> [What is required]:
Verbatim, and with nothing else, reproduce the data below from its first line through the line containing "pub fn load_settings_with(path: &Path, env: impl".

[Saved entries]

§ §

use std::{collections::HashMap, fs, path::Path, time::Duration};

use client_core::{ConnectOptions, SessionToken};

pub const CONFIG_FILE: &str = "client.toml";

pub struct Settings {
    pub server_url: String,
    pub session_token: Option<String>,
    pub request_timeout_secs: Option<u64>,
    pub log_filter: String,
}

impl Default for Settings {
    fn default() -> Self {
        Self {
            server_url: "http://127.0.0.1:5000".into(),
            session_token: None,
            request_timeout_secs: None,
            log_filter: "info".into(),
        }
    }
}

impl Settings {
    pub fn connect_options(&self) -> ConnectOptions {
        ConnectOptions {
            server_url: self.server_url.clone(),
            session: self.session_token.clone().and_then(SessionToken::new),
            request_timeout: self
                .request_timeout_secs
                .filter(|secs| *secs > 0)
                .map(Duration::from_secs),
        }
    }
}

pub fn load_settings(path: &Path) -> Settings {
    load_settings_with(path, |key| std::env::var(key).ok())
}

/// Defaults, then the flat `key = "value"` file at `path`, then environment
/// variables as returned by `env`.
pub fn load_settings_with(path: &Path, env: impl Fn(&str) -> Option<String>) -> Settings {
    let mut settings = Settings::default();

    if let Ok(raw) = fs::read_to_string(path) {
        if let Ok(file_cfg) = toml::from_str::<HashMap<String, String>>(&raw) {
            if let Some(v) = file_cfg.get("server_url") {
                settings.server_url = v.clone();
            }
            if let Some(v) = file_cfg.get("session_token") {
                settings.session_token = Some(v.clone());
            }
            if let Some(v) = file_cfg.get("request_timeout_secs") {
                if let Ok(parsed) = v.parse::<u64>() {
                    settings.request_timeout_secs = Some(parsed);
                }
            }
            if let Some(v) = file_cfg.get("log_filter") {
                settings.log_filter = v.clone();
            }
        }
    }

    if let Some(v) = env("SERVER_URL") {
        settings.server_url = v;
    }
    if let Some(v) = env("APP__SERVER_URL") {
        settings.server_url = v;
    }

    if let Some(v) = env("SESSION_TOKEN") {
        settings.session_token = Some(v);
    }
    if let Some(v) = env("APP__SESSION_TOKEN") {
        settings.session_token = Some(v);
    }

    if let Some(v) = env("APP__REQUEST_TIMEOUT_SECS") {
        if let Ok(parsed) = v.parse::<u64>() {
            settings.request_timeout_secs = Some(parsed);
        }
    }

    if let Some(v) = env("APP__LOG_FILTER") {
        settings.log_filter = v;
    }

    settings
}

#[cfg(test)]
#[path = "tests/config_tests.rs"]
mod tests;
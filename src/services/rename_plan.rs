//! src/services/rename_plan.rs
//!
//! Turn a listing of everything below a directory into an ordered plan of
//! store operations for a recursive rename or delete.
//!
//! The plan runs in three passes over one `MoveSet`:
//! 1. create every destination directory marker, parents first;
//! 2. copy then delete every file;
//! 3. remove every source directory marker, deepest first.

use crate::{
    models::move_record::MoveRecord,
    services::{
        hierarchy::complete_hierarchy,
        listing_store::ListingStore,
        move_set::{MoveSet, MoveSetError},
    },
};
use serde::Serialize;
use thiserror::Error;
use tracing::debug;

#[derive(Debug, Error)]
pub enum PlanError {
    #[error("cannot plan an operation on the bucket root")]
    EmptySource,
    #[error("cannot move a directory onto the bucket root")]
    EmptyDestination,
    #[error("cannot move `{from}` into itself (`{to}`)")]
    IntoItself { from: String, to: String },
    #[error(transparent)]
    MoveSet(#[from] MoveSetError),
}

pub type PlanResult<T> = Result<T, PlanError>;

/// One store operation.
#[derive(Serialize, Clone, Debug, PartialEq, Eq)]
#[serde(tag = "op", rename_all = "snake_case")]
pub enum PlanStep {
    /// Write a directory marker. `normalize` is set when the source had no
    /// marker in canonical `dir/` form.
    CreateDir { key: String, normalize: bool },
    /// Server-side copy of one object.
    Copy {
        from: String,
        to: String,
        etag: String,
    },
    Delete { key: String },
    /// Delete a source directory marker.
    RemoveDir { key: String },
}

#[derive(Serialize, Clone, Debug)]
pub struct Plan {
    pub from: String,
    pub to: Option<String>,
    pub steps: Vec<PlanStep>,
}

fn trim_dir(path: &str) -> &str {
    path.trim_end_matches('/')
}

/// True unless `dir/` is a marker object stored exactly under that key.
fn needs_normalization(store: &ListingStore, dir: &str) -> bool {
    let marker = format!("{}/", dir);
    match store.get_entry(&marker) {
        Some(entry) if entry.is_canonical() && entry.is_dir => entry.original_name != marker,
        _ => true,
    }
}

/// Key of the object backing directory `dir`, legacy spelling included.
fn marker_key(store: &ListingStore, dir: &str) -> String {
    let marker = format!("{}/", dir);
    match store.get_original_name(&marker) {
        Some(original) if !original.is_empty() => original.to_string(),
        _ => marker,
    }
}

/// Collect `from` and everything below it into a move-set targeting `to`.
///
/// `from` and `to` are store keys of directories, with or without a
/// trailing `/`. Directories that only exist as prefixes of deeper keys are
/// included and flagged for normalization.
pub fn build_move_set(store: &ListingStore, from: &str, to: &str) -> PlanResult<MoveSet> {
    let from = trim_dir(from);
    let to = trim_dir(to);
    if from.is_empty() {
        return Err(PlanError::EmptySource);
    }

    let mut set = MoveSet::new();
    set.insert(from, to, true, needs_normalization(store, from))?;

    let base = format!("{}/", from);
    let mut children: Vec<String> = store
        .extract_names(true, true)
        .filter_map(|name| {
            name.strip_prefix(base.as_str())
                .filter(|rest| !rest.is_empty())
                .map(str::to_string)
        })
        .collect();
    complete_hierarchy(&mut children, false);

    for child in &children {
        let old_path = format!("{}{}", base, child);
        let new_path = format!("{}/{}", to, child);
        let is_file = store
            .get_entry(&old_path)
            .is_some_and(|entry| entry.is_canonical() && !entry.is_dir);
        let normalize = !is_file && needs_normalization(store, &old_path);
        set.insert(&old_path, &new_path, !is_file, normalize)?;
    }

    debug!("planned {} records below `{}`", set.len(), from);
    Ok(set)
}

/// Plan a recursive rename of directory `from` to `to`.
pub fn plan_rename(store: &ListingStore, from: &str, to: &str) -> PlanResult<Plan> {
    let (from_dir, to_dir) = (trim_dir(from), trim_dir(to));
    if to_dir.is_empty() {
        return Err(PlanError::EmptyDestination);
    }
    if to_dir == from_dir || to_dir.starts_with(&format!("{}/", from_dir)) {
        return Err(PlanError::IntoItself {
            from: from.to_string(),
            to: to.to_string(),
        });
    }

    let set = build_move_set(store, from, to)?;
    let mut steps = Vec::with_capacity(set.len() * 2);

    for record in set.iter_class(true) {
        steps.push(PlanStep::CreateDir {
            key: format!("{}/", record.new_path),
            normalize: record.needs_normalization,
        });
    }
    for record in set.iter_class(false) {
        steps.push(PlanStep::Copy {
            from: record.old_path.clone(),
            to: record.new_path.clone(),
            etag: store.get_etag(&record.old_path).unwrap_or_default().to_string(),
        });
        steps.push(PlanStep::Delete {
            key: record.old_path.clone(),
        });
    }
    steps.extend(remove_dirs(store, &set));

    Ok(Plan {
        from: from_dir.to_string(),
        to: Some(to_dir.to_string()),
        steps,
    })
}

/// Plan a recursive delete of directory `dir`.
pub fn plan_delete(store: &ListingStore, dir: &str) -> PlanResult<Plan> {
    let set = build_move_set(store, dir, dir)?;
    let mut steps: Vec<PlanStep> = set
        .iter_class(false)
        .map(|record| PlanStep::Delete {
            key: record.old_path.clone(),
        })
        .collect();
    steps.extend(remove_dirs(store, &set));

    Ok(Plan {
        from: trim_dir(dir).to_string(),
        to: None,
        steps,
    })
}

fn remove_dirs<'a>(
    store: &'a ListingStore,
    set: &'a MoveSet,
) -> impl Iterator<Item = PlanStep> + 'a {
    set.iter_rev()
        .filter(|record: &&MoveRecord| record.is_dir)
        .map(move |record| PlanStep::RemoveDir {
            key: marker_key(store, &record.old_path),
        })
}

#[cfg(test)]
mod tests {
    use super::*;
    use crate::services::path_util::MountContext;

    fn store(keys: &[&str]) -> ListingStore {
        let mut store = ListingStore::new();
        for key in keys {
            store.insert(key, Some("etag"), false);
        }
        store
    }

    #[test]
    fn move_set_includes_implicit_directories() {
        let store = store(&["src/", "src/a.txt", "src/deep/er/b.txt"]);
        let set = build_move_set(&store, "src", "dst").unwrap();

        let dirs: Vec<(&str, &str, bool)> = set
            .iter_class(true)
            .map(|r| (r.old_path.as_str(), r.new_path.as_str(), r.needs_normalization))
            .collect();
        assert_eq!(
            dirs,
            vec![
                ("src", "dst", false),
                ("src/deep", "dst/deep", true),
                ("src/deep/er", "dst/deep/er", true),
            ]
        );
        let files: Vec<&str> = set
            .iter_class(false)
            .map(|r| r.old_path.as_str())
            .collect();
        assert_eq!(files, vec!["src/a.txt", "src/deep/er/b.txt"]);
    }

    #[test]
    fn sibling_with_shared_prefix_is_excluded() {
        let store = store(&["src/x", "src-old/y", "srcfile"]);
        let set = build_move_set(&store, "src/", "dst/").unwrap();
        let paths: Vec<&str> = set.iter().map(|r| r.old_path.as_str()).collect();
        assert_eq!(paths, vec!["src", "src/x"]);
    }

    #[test]
    fn rename_plan_orders_passes() {
        let store = store(&["src/", "src/sub/", "src/sub/f", "src/g"]);
        let plan = plan_rename(&store, "src", "dst").unwrap();

        assert_eq!(
            plan.steps,
            vec![
                PlanStep::CreateDir {
                    key: "dst/".into(),
                    normalize: false,
                },
                PlanStep::CreateDir {
                    key: "dst/sub/".into(),
                    normalize: false,
                },
                PlanStep::Copy {
                    from: "src/g".into(),
                    to: "dst/g".into(),
                    etag: "etag".into(),
                },
                PlanStep::Delete {
                    key: "src/g".into(),
                },
                PlanStep::Copy {
                    from: "src/sub/f".into(),
                    to: "dst/sub/f".into(),
                    etag: "etag".into(),
                },
                PlanStep::Delete {
                    key: "src/sub/f".into(),
                },
                PlanStep::RemoveDir {
                    key: "src/sub/".into(),
                },
                PlanStep::RemoveDir {
                    key: "src/".into(),
                },
            ]
        );
    }

    #[test]
    fn legacy_marker_is_normalized_and_removed_by_original_key() {
        let store = store(&["src_$folder$", "src/f"]);
        let plan = plan_rename(&store, "src", "dst").unwrap();

        assert_eq!(
            plan.steps.first(),
            Some(&PlanStep::CreateDir {
                key: "dst/".into(),
                normalize: true,
            })
        );
        assert_eq!(
            plan.steps.last(),
            Some(&PlanStep::RemoveDir {
                key: "src_$folder$".into(),
            })
        );
    }

    #[test]
    fn delete_plan_removes_deepest_first() {
        let store = store(&["a/b/c/d.txt", "a/e.txt"]);
        let plan = plan_delete(&store, "a").unwrap();

        assert!(plan.to.is_none());
        assert_eq!(
            plan.steps,
            vec![
                PlanStep::Delete {
                    key: "a/b/c/d.txt".into(),
                },
                PlanStep::Delete {
                    key: "a/e.txt".into(),
                },
                PlanStep::RemoveDir {
                    key: "a/b/c/".into(),
                },
                PlanStep::RemoveDir {
                    key: "a/b/".into(),
                },
                PlanStep::RemoveDir {
                    key: "a/".into(),
                },
            ]
        );
    }

    #[test]
    fn rename_into_itself_is_rejected() {
        let store = store(&["a/x"]);
        assert!(matches!(
            plan_rename(&store, "a", "a/b"),
            Err(PlanError::IntoItself { .. })
        ));
        assert!(matches!(
            plan_rename(&store, "a/", "a"),
            Err(PlanError::IntoItself { .. })
        ));
        assert!(plan_rename(&store, "a", "ab").is_ok());
    }

    #[test]
    fn root_is_rejected() {
        let store = store(&["a"]);
        assert!(matches!(plan_delete(&store, "/"), Err(PlanError::EmptySource)));
        assert!(matches!(plan_delete(&store, ""), Err(PlanError::EmptySource)));
    }

    #[test]
    fn rename_onto_root_is_rejected() {
        let store = store(&["a/", "a/x"]);
        let root = MountContext::default().object_key("/");

        assert!(matches!(
            plan_rename(&store, "a", &root),
            Err(PlanError::EmptyDestination)
        ));
        assert!(matches!(
            plan_rename(&store, "a", "/"),
            Err(PlanError::EmptyDestination)
        ));
    }
}
//! POSIX attributes derived from object-store response headers.

use serde::Serialize;
use std::collections::HashMap;

/// Response headers keyed by their exact (case-sensitive) name.
pub type Headers = HashMap<String, String>;

/// Stat fields the getattr callback needs from an object's metadata.
#[derive(Serialize, Clone, Copy, Debug, Default, PartialEq, Eq)]
pub struct FileAttributes {
    /// Permission bits plus the `S_IFDIR`/`S_IFREG` type bits.
    pub mode: u32,
    pub uid: u32,
    pub gid: u32,
    /// Seconds since the epoch; 0 when unknown.
    pub mtime: i64,
    pub size: u64,
    /// Number of 512-byte blocks.
    pub blocks: u64,
}

impl FileAttributes {
    pub fn is_dir(&self) -> bool {
        self.mode & (libc::S_IFMT as u32) == libc::S_IFDIR as u32
    }
}
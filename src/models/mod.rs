//! Core data records for the listing and attribute layer.
//!
//! These are plain values owned by the services that build them. They
//! serialize naturally as JSON via `serde` so the CLI can print them.

pub mod attributes;
pub mod move_record;
pub mod object;
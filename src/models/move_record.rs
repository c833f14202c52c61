//! A single step of a bulk rename or recursive delete.

use serde::Serialize;

/// Stable handle to a record inside a `MoveSet`.
///
/// Handles stay valid for the life of the set; records are never removed
/// individually.
#[derive(Serialize, Clone, Copy, Debug, PartialEq, Eq, Hash)]
pub struct MoveId(pub(crate) usize);

/// One source/destination pair in an ordered move-set.
#[derive(Serialize, Clone, Debug, PartialEq, Eq)]
pub struct MoveRecord {
    /// Path being moved (or deleted).
    pub old_path: String,

    /// Destination path. Equal to `old_path` for delete plans.
    pub new_path: String,

    /// Whether this record describes a directory.
    pub is_dir: bool,

    /// Whether the destination needs a follow-up normalization pass
    /// (implicit directory or legacy folder marker at the source).
    pub needs_normalization: bool,
}
use std::process::ExitCode;
use tracing_subscriber::EnvFilter;

mod config;
mod errors;
mod handlers;
mod routes;

use errors::AppError;

fn main() -> ExitCode {
    // --- Logging setup ---
    tracing_subscriber::fmt()
        .with_env_filter(EnvFilter::from_default_env())
        .with_writer(std::io::stderr)
        .init();

    match run() {
        Ok(()) => ExitCode::SUCCESS,
        Err(err) => err.report(),
    }
}

fn run() -> Result<(), AppError> {
    // --- Parse config + command ---
    let (cfg, command) = config::AppConfig::from_env_and_args()?;

    tracing::debug!("Starting bucket-tree with config: {:?}", cfg);

    // --- Run the command ---
    let reply = routes::routes::dispatch(&cfg, command)?;

    // --- Print the reply ---
    let out = if cfg.pretty {
        serde_json::to_string_pretty(&reply)
    } else {
        serde_json::to_string(&reply)
    }
    .map_err(|err| AppError::internal(format!("serializing reply: {}", err)))?;
    println!("{}", out);

    Ok(())
}
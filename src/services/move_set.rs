//! src/services/move_set.rs
//!
//! MoveSet — ordered, de-duplicating plan of `(old_path, new_path)` pairs
//! for a bulk rename or recursive delete.
//!
//! Records live in an arena and are threaded into one sequence through
//! prev/next indices. Directory records and file records each form an
//! ascending run by `old_path`; the two runs interleave in the sequence but
//! are not ordered against each other.

use crate::models::move_record::{MoveId, MoveRecord};
use std::collections::{BTreeMap, TryReserveError};
use thiserror::Error;
use tracing::trace;

#[derive(Debug, Error)]
pub enum MoveSetError {
    #[error("move source path is empty")]
    EmptyPath,
    #[error("could not allocate move record: {0}")]
    Allocation(#[from] TryReserveError),
}

pub type MoveSetResult<T> = Result<T, MoveSetError>;

#[derive(Clone, Debug)]
struct Node {
    record: MoveRecord,
    prev: Option<usize>,
    next: Option<usize>,
}

/// Not internally synchronized: one set belongs to one rename or delete
/// transaction and is dropped as a whole when it completes.
#[derive(Clone, Debug, Default)]
pub struct MoveSet {
    nodes: Vec<Node>,
    /// `(is_dir, old_path)` -> arena slot, for de-duplication and to find
    /// the next larger path within a class.
    index: BTreeMap<(bool, String), usize>,
    head: Option<usize>,
    tail: Option<usize>,
}

impl MoveSet {
    pub fn new() -> Self {
        Self::default()
    }

    /// Insert a record, keeping each class ascending by `old_path`.
    ///
    /// If a record with the same `(old_path, is_dir)` already exists its
    /// handle is returned and nothing changes. Otherwise the new record goes
    /// right before the first same-class record with a larger `old_path`, or
    /// at the tail of the whole sequence when there is none.
    ///
    /// The record slot and both path copies are reserved up front, so running
    /// out of memory there is reported as `Allocation` and leaves the set
    /// unchanged. The index node is still allocated infallibly.
    pub fn insert(
        &mut self,
        old_path: &str,
        new_path: &str,
        is_dir: bool,
        needs_normalization: bool,
    ) -> MoveSetResult<MoveId> {
        if old_path.is_empty() {
            return Err(MoveSetError::EmptyPath);
        }

        let key = (is_dir, try_copy(old_path)?);
        if let Some(&slot) = self.index.get(&key) {
            trace!("move record for `{}` already present", old_path);
            return Ok(MoveId(slot));
        }

        let successor = self
            .index
            .range(&key..)
            .next()
            .filter(|((class, _), _)| *class == is_dir)
            .map(|(_, &slot)| slot);

        let record_old = try_copy(old_path)?;
        let record_new = try_copy(new_path)?;
        self.nodes.try_reserve(1)?;
        let slot = self.nodes.len();
        self.nodes.push(Node {
            record: MoveRecord {
                old_path: record_old,
                new_path: record_new,
                is_dir,
                needs_normalization,
            },
            prev: None,
            next: None,
        });

        match successor {
            Some(next) => self.link_before(slot, next),
            None => self.link_tail(slot),
        }
        self.index.insert(key, slot);

        Ok(MoveId(slot))
    }

    fn link_before(&mut self, slot: usize, next: usize) {
        let prev = self.nodes[next].prev;
        self.nodes[slot].prev = prev;
        self.nodes[slot].next = Some(next);
        self.nodes[next].prev = Some(slot);
        match prev {
            Some(prev) => self.nodes[prev].next = Some(slot),
            None => self.head = Some(slot),
        }
    }

    fn link_tail(&mut self, slot: usize) {
        self.nodes[slot].prev = self.tail;
        match self.tail {
            Some(tail) => self.nodes[tail].next = Some(slot),
            None => self.head = Some(slot),
        }
        self.tail = Some(slot);
    }

    pub fn get(&self, id: MoveId) -> Option<&MoveRecord> {
        self.nodes.get(id.0).map(|node| &node.record)
    }

    /// Look up a record by its source path and class.
    pub fn find(&self, old_path: &str, is_dir: bool) -> Option<&MoveRecord> {
        self.index
            .get(&(is_dir, old_path.to_string()))
            .map(|&slot| &self.nodes[slot].record)
    }

    /// Walk the sequence head to tail.
    pub fn iter(&self) -> Iter<'_> {
        Iter {
            set: self,
            cursor: self.head,
            back: false,
        }
    }

    /// Walk the sequence tail to head.
    pub fn iter_rev(&self) -> Iter<'_> {
        Iter {
            set: self,
            cursor: self.tail,
            back: true,
        }
    }

    /// Records of one class, in maintained order.
    pub fn iter_class(&self, is_dir: bool) -> impl Iterator<Item = &MoveRecord> {
        self.iter().filter(move |record| record.is_dir == is_dir)
    }

    pub fn len(&self) -> usize {
        self.nodes.len()
    }

    pub fn is_empty(&self) -> bool {
        self.nodes.is_empty()
    }

    /// Release every record at once.
    pub fn clear(&mut self) {
        self.nodes.clear();
        self.index.clear();
        self.head = None;
        self.tail = None;
    }
}

fn try_copy(path: &str) -> Result<String, TryReserveError> {
    let mut copy = String::new();
    copy.try_reserve_exact(path.len())?;
    copy.push_str(path);
    Ok(copy)
}

pub struct Iter<'a> {
    set: &'a MoveSet,
    cursor: Option<usize>,
    back: bool,
}

impl<'a> Iterator for Iter<'a> {
    type Item = &'a MoveRecord;

    fn next(&mut self) -> Option<Self::Item> {
        let set = self.set;
        let node = &set.nodes[self.cursor?];
        self.cursor = if self.back { node.prev } else { node.next };
        Some(&node.record)
    }
}

impl<'a> IntoIterator for &'a MoveSet {
    type Item = &'a MoveRecord;
    type IntoIter = Iter<'a>;

    fn into_iter(self) -> Self::IntoIter {
        self.iter()
    }
}

#[cfg(test)]
mod tests {
    use super::{MoveSet, MoveSetError, try_copy};

    fn old_paths(set: &MoveSet) -> Vec<(String, bool)> {
        set.iter()
            .map(|r| (r.old_path.clone(), r.is_dir))
            .collect()
    }

    #[test]
    fn files_stay_ascending_and_deduplicated() {
        let mut set = MoveSet::new();
        let b = set.insert("b", "B", false, false).unwrap();
        set.insert("a", "A", false, false).unwrap();
        let again = set.insert("b", "other", false, true).unwrap();

        assert_eq!(again, b);
        assert_eq!(set.len(), 2);
        let files: Vec<&str> = set
            .iter_class(false)
            .map(|r| r.old_path.as_str())
            .collect();
        assert_eq!(files, vec!["a", "b"]);
        assert_eq!(set.get(b).unwrap().new_path, "B");
        assert!(!set.get(b).unwrap().needs_normalization);
    }

    #[test]
    fn classes_are_ordered_independently() {
        let mut set = MoveSet::new();
        set.insert("m", "M", true, false).unwrap();
        set.insert("x", "X", false, false).unwrap();
        set.insert("c", "C", false, false).unwrap();
        set.insert("a", "A", true, false).unwrap();
        set.insert("z", "Z", true, false).unwrap();

        let dirs: Vec<&str> = set
            .iter_class(true)
            .map(|r| r.old_path.as_str())
            .collect();
        let files: Vec<&str> = set
            .iter_class(false)
            .map(|r| r.old_path.as_str())
            .collect();
        assert_eq!(dirs, vec!["a", "m", "z"]);
        assert_eq!(files, vec!["c", "x"]);

        // "c" goes before "x", "a" before "m", "z" at the global tail.
        assert_eq!(
            old_paths(&set),
            vec![
                ("a".to_string(), true),
                ("m".to_string(), true),
                ("c".to_string(), false),
                ("x".to_string(), false),
                ("z".to_string(), true),
            ]
        );
    }

    #[test]
    fn same_path_in_both_classes() {
        let mut set = MoveSet::new();
        let dir = set.insert("p", "q", true, false).unwrap();
        let file = set.insert("p", "q", false, false).unwrap();

        assert_ne!(dir, file);
        assert_eq!(set.len(), 2);
        assert!(set.find("p", true).unwrap().is_dir);
        assert!(!set.find("p", false).unwrap().is_dir);
    }

    #[test]
    fn prefix_sorts_first() {
        let mut set = MoveSet::new();
        set.insert("abcd", "", false, false).unwrap();
        set.insert("abd", "", false, false).unwrap();
        set.insert("abc", "", false, false).unwrap();
        set.insert("ab", "", false, false).unwrap();

        let files: Vec<&str> = set.iter().map(|r| r.old_path.as_str()).collect();
        assert_eq!(files, vec!["ab", "abc", "abcd", "abd"]);
    }

    #[test]
    fn reverse_walk_mirrors_forward_walk() {
        let mut set = MoveSet::new();
        for path in ["d/e", "d", "d/e/f", "a"] {
            set.insert(path, path, true, false).unwrap();
        }

        let forward: Vec<&str> = set.iter().map(|r| r.old_path.as_str()).collect();
        let mut backward: Vec<&str> = set
            .iter_rev()
            .map(|r| r.old_path.as_str())
            .collect();
        backward.reverse();
        assert_eq!(forward, vec!["a", "d", "d/e", "d/e/f"]);
        assert_eq!(forward, backward);
    }

    #[test]
    fn empty_source_is_rejected() {
        let mut set = MoveSet::new();
        assert!(matches!(
            set.insert("", "x", false, false),
            Err(MoveSetError::EmptyPath)
        ));
        assert!(set.is_empty());
    }

    #[test]
    fn paths_are_copied_whole() {
        let long = "d/".repeat(2048) + "leaf";
        assert_eq!(try_copy(&long).unwrap(), long);
        assert_eq!(try_copy("").unwrap(), "");

        let mut set = MoveSet::new();
        let id = set.insert(&long, "dst/leaf", false, false).unwrap();
        assert_eq!(set.insert(&long, "ignored", false, false).unwrap(), id);
        let record = set.get(id).unwrap();
        assert_eq!(record.old_path, long);
        assert_eq!(record.new_path, "dst/leaf");
        assert_eq!(set.len(), 1);
    }

    #[test]
    fn clear_releases_everything() {
        let mut set = MoveSet::new();
        set.insert("a", "b", false, false).unwrap();
        set.insert("c", "d", true, false).unwrap();
        set.clear();

        assert!(set.is_empty());
        assert_eq!(set.iter().count(), 0);
        assert!(set.find("a", false).is_none());
    }
}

§ §

> [Answer to this exercise]:
use std::{collections::HashMap, fs, path::Path, time::Duration};

use client_core::{ConnectOptions, SessionToken};

pub const CONFIG_FILE: &str = "client.toml";

pub struct Settings {
    pub server_url: String,
    pub session_token: Option<String>,
    pub request_timeout_secs: Option<u64>,
    pub log_filter: String,
}

impl Default for Settings {
    fn default() -> Self {
        Self {
            server_url: "http://127.0.0.1:5000".into(),
            session_token: None,
            request_timeout_secs: None,
            log_filter: "info".into(),
        }
    }
}

impl Settings {
    pub fn connect_options(&self) -> ConnectOptions {
        ConnectOptions {
            server_url: self.server_url.clone(),
            session: self.session_token.clone().and_then(SessionToken::new),
            request_timeout: self
                .request_timeout_secs
                .filter(|secs| *secs > 0)
                .map(Duration::from_secs),
        }
    }
}

pub fn load_settings(path: &Path) -> Settings {
    load_settings_with(path, |key| std::env::var(key).ok())
}

/// Defaults, then the flat `key = "value"` file at `path`, then environment
/// variables as returned by `env`.
pub fn load_settings_with(path: &Path, env: impl Fn(&str) -> Option<String>) -> Settings {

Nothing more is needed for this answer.